§ Saved data entries
= Beginning of Section =
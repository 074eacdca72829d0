use std::future::Future;
use std::time::Duration;

use anyhow::Result;
use serenity::all::{
    ButtonStyle, CommandInteraction, Context, CreateActionRow, CreateButton, CreateEmbed,
    CreateInteractionResponse, CreateInteractionResponseFollowup, EditInteractionResponse, Message,
};
use serenity::collector::ComponentInteractionCollector;
use tokio_stream::StreamExt;
use tracing::warn;

/// Default lifetime of a refresh button before it goes dark.
pub const DEFAULT_TTL: Duration = Duration::from_secs(90);

const REFRESH_FAILED: &str = "Sorry, the refresh failed. Please try again.";

/// A short-lived "fetch again" affordance tied to one response message.
///
/// Presses are drained from the collector one at a time, so a press that
/// lands while a refresh is in flight waits its turn instead of racing the
/// render; the last completed refresh wins. When the TTL elapses the
/// button is disabled in place and the collector is dropped. Nothing here
/// survives a restart.
pub struct Continuation {
    action_id: &'static str,
    label: &'static str,
    style: ButtonStyle,
    ttl: Duration,
}

impl Continuation {
    pub fn new(action_id: &'static str, label: &'static str) -> Self {
        Self {
            action_id,
            label,
            style: ButtonStyle::Primary,
            ttl: DEFAULT_TTL,
        }
    }

    pub fn style(mut self, style: ButtonStyle) -> Self {
        self.style = style;
        self
    }

    pub fn action_row(&self) -> CreateActionRow {
        CreateActionRow::Buttons(vec![
            CreateButton::new(self.action_id)
                .label(self.label)
                .style(self.style),
        ])
    }

    fn expired_row(&self) -> CreateActionRow {
        CreateActionRow::Buttons(vec![
            CreateButton::new(self.action_id)
                .label(self.label)
                .style(self.style)
                .disabled(true),
        ])
    }

    /// Service button presses on `message` until the TTL elapses. Each
    /// press is acknowledged immediately, then `refetch` runs and its
    /// embed replaces the current render. A refetch failure becomes an
    /// ephemeral note to the presser, never a dead interaction.
    pub async fn watch<F, Fut>(
        &self,
        ctx: &Context,
        cmd: &CommandInteraction,
        message: &Message,
        refetch: F,
    ) where
        F: Fn() -> Fut,
        Fut: Future<Output = Result<CreateEmbed>>,
    {
        let presses = ComponentInteractionCollector::new(&ctx.shard)
            .message_id(message.id)
            .timeout(self.ttl)
            .stream();
        tokio::pin!(presses);

        while let Some(press) = presses.next().await {
            if press.data.custom_id != self.action_id {
                continue;
            }
            if let Err(err) = press
                .create_response(&ctx.http, CreateInteractionResponse::Acknowledge)
                .await
            {
                warn!("failed to acknowledge button press: {}", err);
                continue;
            }

            match refetch().await {
                Ok(embed) => {
                    let edit = EditInteractionResponse::new()
                        .embed(embed)
                        .components(vec![self.action_row()]);
                    if let Err(err) = cmd.edit_response(&ctx.http, edit).await {
                        warn!("failed to update response after refresh: {}", err);
                    }
                }
                Err(err) => {
                    warn!("refresh for {} failed: {:#}", self.action_id, err);
                    let followup = CreateInteractionResponseFollowup::new()
                        .content(REFRESH_FAILED)
                        .ephemeral(true);
                    if let Err(err) = press.create_followup(&ctx.http, followup).await {
                        warn!("failed to send refresh failure notice: {}", err);
                    }
                }
            }
        }

        // TTL elapsed. Late presses from here on hit a disabled button and
        // no collector, so they cannot mutate the render.
        let edit = EditInteractionResponse::new().components(vec![self.expired_row()]);
        if let Err(err) = cmd.edit_response(&ctx.http, edit).await {
            warn!("failed to disable expired button: {}", err);
        }
    }
}

#[cfg(test)]
mod tests {
    use super::*;

    #[test]
    fn default_ttl_is_within_the_expected_band() {
        assert!(DEFAULT_TTL >= Duration::from_secs(60));
        assert!(DEFAULT_TTL <= Duration::from_secs(120));
    }
}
= End of Section =
§ Task details
Each record above should be output again exactly.

§ Expected answer
repository 074eacdca72829d0
use std::future::Future;
use std::time::Duration;

use anyhow::Result;
use serenity::all::{
    ButtonStyle, CommandInteraction, Context, CreateActionRow, CreateButton, CreateEmbed,
    CreateInteractionResponse, CreateInteractionResponseFollowup, EditInteractionResponse, Message,
};
use serenity::collector::ComponentInteractionCollector;
use tokio_stream::StreamExt;
use tracing::warn;

/// Default lifetime of a refresh button before it goes dark.
pub const DEFAULT_TTL: Duration = Duration::from_secs(90);

const REFRESH_FAILED: &str = "Sorry, the refresh failed. Please try again.";

/// A short-lived "fetch again" affordance tied to one response message.
///
/// Presses are drained from the collector one at a time, so a press that
/// lands while a refresh is in flight waits its turn instead of racing the
/// render; the last completed refresh wins. When the TTL elapses the
/// button is disabled in place and the collector is dropped. Nothing here
/// survives a restart.
pub struct Continuation {
    action_id: &'static str,
    label: &'static str,
    style: ButtonStyle,
    ttl: Duration,
}

impl Continuation {
    pub fn new(action_id: &'static str, label: &'static str) -> Self {
        Self {
            action_id,
            label,
            style: ButtonStyle::Primary,
            ttl: DEFAULT_TTL,
        }
    }

    pub fn style(mut self, style: ButtonStyle) -> Self {
        self.style = style;
        self
    }

    pub fn action_row(&self) -> CreateActionRow {
        CreateActionRow::Buttons(vec![
            CreateButton::new(self.action_id)
                .label(self.label)
                .style(self.style),
        ])
    }

    fn expired_row(&self) -> CreateActionRow {
        CreateActionRow::Buttons(vec![
            CreateButton::new(self.action_id)
                .label(self.label)
                .style(self.style)
                .disabled(true),
        ])
    }

    /// Service button presses on `message` until the TTL elapses. Each
    /// press is acknowledged immediately, then `refetch` runs and its
    /// embed replaces the current render. A refetch failure becomes an
    /// ephemeral note to the presser, never a dead interaction.
    pub async fn watch<F, Fut>(
        &self,
        ctx: &Context,
        cmd: &CommandInteraction,
        message: &Message,
        refetch: F,
    ) where
        F: Fn() -> Fut,
        Fut: Future<Output = Result<CreateEmbed>>,
    {
        let presses = ComponentInteractionCollector::new(&ctx.shard)
            .message_id(message.id)
            .timeout(self.ttl)
            .stream();
        tokio::pin!(presses);

        while let Some(press) = presses.next().await {
            if press.data.custom_id != self.action_id {
                continue;
            }
            if let Err(err) = press
                .create_response(&ctx.http, CreateInteractionResponse::Acknowledge)
                .await
            {
                warn!("failed to acknowledge button press: {}", err);
                continue;
            }

            match refetch().await {
                Ok(embed) => {
                    let edit = EditInteractionResponse::new()
                        .embed(embed)
                        .components(vec![self.action_row()]);
                    if let Err(err) = cmd.edit_response(&ctx.http, edit).await {
                        warn!("failed to update response after refresh: {}", err);
                    }
                }
                Err(err) => {
                    warn!("refresh for {} failed: {:#}", self.action_id, err);
                    let followup = CreateInteractionResponseFollowup::new()
                        .content(REFRESH_FAILED)
                        .ephemeral(true);
                    if let Err(err) = press.create_followup(&ctx.http, followup).await {
                        warn!("failed to send refresh failure notice: {}", err);
                    }
                }
            }
        }

        // TTL elapsed. Late presses from here on hit a disabled button and
        // no collector, so they cannot mutate the render.
        let edit = EditInteractionResponse::new().components(vec![self.expired_row()]);
        if let Err(err) = cmd.edit_response(&ctx.http, edit).await {
            warn!("failed to disable expired button: {}", err);
        }
    }
}

#[cfg(test)]
mod tests {
    use super::*;

    #[test]
    fn default_ttl_is_within_the_expected_band() {
        assert!(DEFAULT_TTL >= Duration::from_secs(60));
        assert!(DEFAULT_TTL <= Duration::from_secs(120));
    }
}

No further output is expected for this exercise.